Ainda bem que era eu. Não conseguia imaginar alguém que poderia fazer mal a você, uma estranha que conhecia há 10 dias, porém me conectei como nunca tinha feito antes. Talvez nunca terei isso de novo. Não queria que soasse como se eu tivesse me aproveitando de você, mas involuntariamente te beijei da maneira mais carinhosa que eu já beijei uma estranha. Beijei seus lábios, a ponta do seu nariz, sua testa e te abracei. Uma mulher como você, intimidadora pela sua personalidade exótica, vulnerável nos braços de um cara regular que trabalha com números e visivelmente não chama atenção por onde passa, mostra que o mundo pode ser algo muito surpreendente.

Te levei até o quarto neste dia. Antes de você entrar, você me olhou silenciosamente com um olhar que nunca vou me esquecer. Às vezes, palavras não são descritivas o suficiente.

Passei o dia em silêncio. As pessoas notaram. Meu colega de trabalho e de quarto me perguntava sempre para onde eu ia à noite, pois negava convites do meu setor. Sempre dizia que estava num momento mais reservado. A essa altura já tínhamos trocado números de telefone, e recebi uma mensagem sua dizendo para não procurar você hoje, mas que estava bem. Não questionei, mas fiquei incomodado para saber o que estava acontecendo. Foi nesse dia, um sábado à noite, que decidi sair com as pessoas com quem eu trabalho.

Não tive notícias suas até a noite seguinte de domingo. Mandei uma mensagem para você dizendo da chuva de meteoros nesse dia, mas você não respondeu. Fui mesmo assim para o local de sempre, com o vinho barato de sempre, contemplar o espetáculo do universo.

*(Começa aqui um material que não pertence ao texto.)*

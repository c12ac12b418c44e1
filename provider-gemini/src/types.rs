//! Gemini API request and response types
//!
//! Data structures for the File Search store endpoints and
//! `models/{model}:generateContent` with the `file_search` tool.

use serde::{Deserialize, Serialize};

/// Error envelope returned with 4xx/5xx responses
///
/// See: https://ai.google.dev/api/rest/v1beta/Status
#[derive(Debug, Deserialize)]
pub struct ApiErrorEnvelope {
    pub error: ApiErrorBody,
}

#[derive(Debug, Deserialize)]
pub struct ApiErrorBody {
    /// Numeric code (usually mirrors the HTTP status)
    pub code: Option<i64>,
    pub message: Option<String>,
    /// Symbolic status such as `INVALID_ARGUMENT`
    pub status: Option<String>,
}

/// `fileSearchStores` resource
#[derive(Debug, Clone, Serialize, Deserialize)]
#[serde(rename_all = "camelCase")]
pub struct FileSearchStoreResource {
    /// `fileSearchStores/{id}`
    pub name: String,

    #[serde(default, skip_serializing_if = "Option::is_none")]
    pub display_name: Option<String>,

    /// Creation time (RFC 3339)
    #[serde(default, skip_serializing_if = "Option::is_none")]
    pub create_time: Option<String>,
}

#[derive(Debug, Serialize)]
#[serde(rename_all = "camelCase")]
pub struct CreateStoreRequest<'a> {
    pub display_name: &'a str,
}

#[derive(Debug, Deserialize)]
#[serde(rename_all = "camelCase")]
pub struct ListStoresResponse {
    #[serde(default)]
    pub file_search_stores: Vec<FileSearchStoreResource>,

    pub next_page_token: Option<String>,
}

/// Metadata sent with the resumable upload start command
#[derive(Debug, Serialize)]
pub struct UploadStartRequest<'a> {
    pub display_name: &'a str,
}

/// Operation returned once the upload is finalized
#[derive(Debug, Deserialize)]
pub struct UploadOperation {
    /// `fileSearchStores/{store}/upload/operations/{id}`
    pub name: Option<String>,
}

/// `fileSearchStores.documents` resource
#[derive(Debug, Deserialize)]
#[serde(rename_all = "camelCase")]
pub struct DocumentResource {
    pub name: String,

    #[serde(default)]
    pub display_name: Option<String>,
}

#[derive(Debug, Deserialize)]
#[serde(rename_all = "camelCase")]
pub struct ListDocumentsResponse {
    #[serde(default)]
    pub documents: Vec<DocumentResource>,

    pub next_page_token: Option<String>,
}

/// `generateContent` request body with a single user turn
#[derive(Debug, Serialize)]
pub struct GenerateContentRequest {
    pub contents: Vec<Content>,
    pub tools: Vec<Tool>,
}

impl GenerateContentRequest {
    pub fn with_file_search(prompt: impl Into<String>, store_id: impl Into<String>) -> Self {
        Self {
            contents: vec![Content {
                parts: vec![Part {
                    text: prompt.into(),
                }],
            }],
            tools: vec![Tool {
                file_search: FileSearchTool {
                    file_search_store_names: vec![store_id.into()],
                },
            }],
        }
    }
}

#[derive(Debug, Serialize)]
pub struct Content {
    pub parts: Vec<Part>,
}

#[derive(Debug, Serialize)]
pub struct Part {
    pub text: String,
}

#[derive(Debug, Serialize)]
pub struct Tool {
    pub file_search: FileSearchTool,
}

#[derive(Debug, Serialize)]
pub struct FileSearchTool {
    pub file_search_store_names: Vec<String>,
}

#[derive(Debug, Deserialize)]
pub struct GenerateContentResponse {
    #[serde(default)]
    pub candidates: Vec<Candidate>,
}

#[derive(Debug, Deserialize)]
#[serde(rename_all = "camelCase")]
pub struct Candidate {
    pub content: Option<CandidateContent>,

    /// Kept raw so callers can pass it through untouched
    pub grounding_metadata: Option<serde_json::Value>,
}

#[derive(Debug, Deserialize)]
pub struct CandidateContent {
    #[serde(default)]
    pub parts: Vec<ResponsePart>,
}

#[derive(Debug, Deserialize)]
pub struct ResponsePart {
    pub text: Option<String>,
}

/// Typed view over `groundingMetadata`
#[derive(Debug, Default, Deserialize)]
#[serde(rename_all = "camelCase")]
pub struct GroundingMetadata {
    #[serde(default)]
    pub grounding_chunks: Vec<RawGroundingChunk>,
}

/// A grounding chunk in either response shape
///
/// Current responses carry `retrievedContext.text`; older ones nest the
/// text under `chunk.data.stringValue`.
#[derive(Debug, Default, Deserialize)]
#[serde(rename_all = "camelCase")]
pub struct RawGroundingChunk {
    pub retrieved_context: Option<RetrievedContext>,
    pub chunk: Option<LegacyChunk>,
}

#[derive(Debug, Default, Deserialize)]
pub struct RetrievedContext {
    pub text: Option<String>,
    pub title: Option<String>,
    pub uri: Option<String>,
}

#[derive(Debug, Default, Deserialize)]
pub struct LegacyChunk {
    pub data: Option<LegacyChunkData>,
}

#[derive(Debug, Default, Deserialize)]
#[serde(rename_all = "camelCase")]
pub struct LegacyChunkData {
    pub string_value: Option<String>,
}

impl RawGroundingChunk {
    /// Text of the chunk, whichever shape it came in
    pub fn text(&self) -> Option<&str> {
        let current = self
            .retrieved_context
            .as_ref()
            .and_then(|ctx| ctx.text.as_deref())
            .filter(|text| !text.is_empty());
        let legacy = || {
            self.chunk
                .as_ref()
                .and_then(|c| c.data.as_ref())
                .and_then(|d| d.string_value.as_deref())
                .filter(|text| !text.is_empty())
        };

        current.or_else(legacy)
    }
}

Acabe a bebida, baby, olhe para as estrelas

Eu te beijarei novamente por entre as barras

Onde estou te vendo lá, com suas mãos no ar

Esperando para finalmente ser pega

Meu celular vibra. “Olha pra cima”, dizia a mensagem. Mais uma vibração. “do telhado é mais fácil de assistir a chuva, né”, mais outra mensagem, com uma carinha que expressava a obviedade do conteúdo da mensagem. Confesso que não sei o motivo da surpresa ao lê-lo. Típico. Como alguém consegue ser tão espontânea? Ainda não consegui aprender com você, Carol. Olhei para cima e estava você lá, com uma cara que parecia dizer “anda logo!”, fazendo gestos com as mãos me chamando. Definitivamente, eu não mereço alguém tão incrível.

Ao chegar no telhado do hotel, cheio de medo de ser pego por algum segurança, encontro minha doidinha preferida deitada no chão, olhando para o céu, e me junto a você. Talvez o vinho barato tenha tido efeito mais cedo que o programado, mas cheguei e te beijei. Te beijei entre as barras que te prendem em si mesma. Dessa vez um beijo de perder o fôlego, de respiração alta, e você interrompeu para sorrir. Já tinha te visto rindo, até porque sou mestre nas piadas sem graça e imitações relativamente boas, mas sorrir é diferente. Você sorriu e criou um holofote naquela pacata cidade. Por um segundo, toda a atenção da cidade deve ter se voltado para você.

Segurei sua mão e instantaneamente você disse que não sabia o que estava acontecendo. Eu disse que era só um nerd bêbado embasbacado por uma garota que era dona da sua atenção. Novamente, você sorriu. Como alguém consegue magoar você?

Acabe a bebida mais uma vez e eu vou te fazer minha

Manterei você distante, dentro do meu coração

Separada do resto onde eu gosto mais de você

E manterei as coisas que você esqueceu

E é por isso, Carol, que depois desses anos todos (30 anos, quem diria), te escrevo esta carta. Depois desta viagem, fui transferido e a vida nos separou. Tivemos vidas separadas, mas não construímos famílias. Não encontramos ninguém que nos convencesse. Nunca vou esquecer dos insuportáveis dias e das incríveis noites que passamos juntos, só nos permitindo estarmos conectados um ao outro. O álcool ajuda, claro. Mas mesmo sem ele, nossa conexão é única. Sempre foi.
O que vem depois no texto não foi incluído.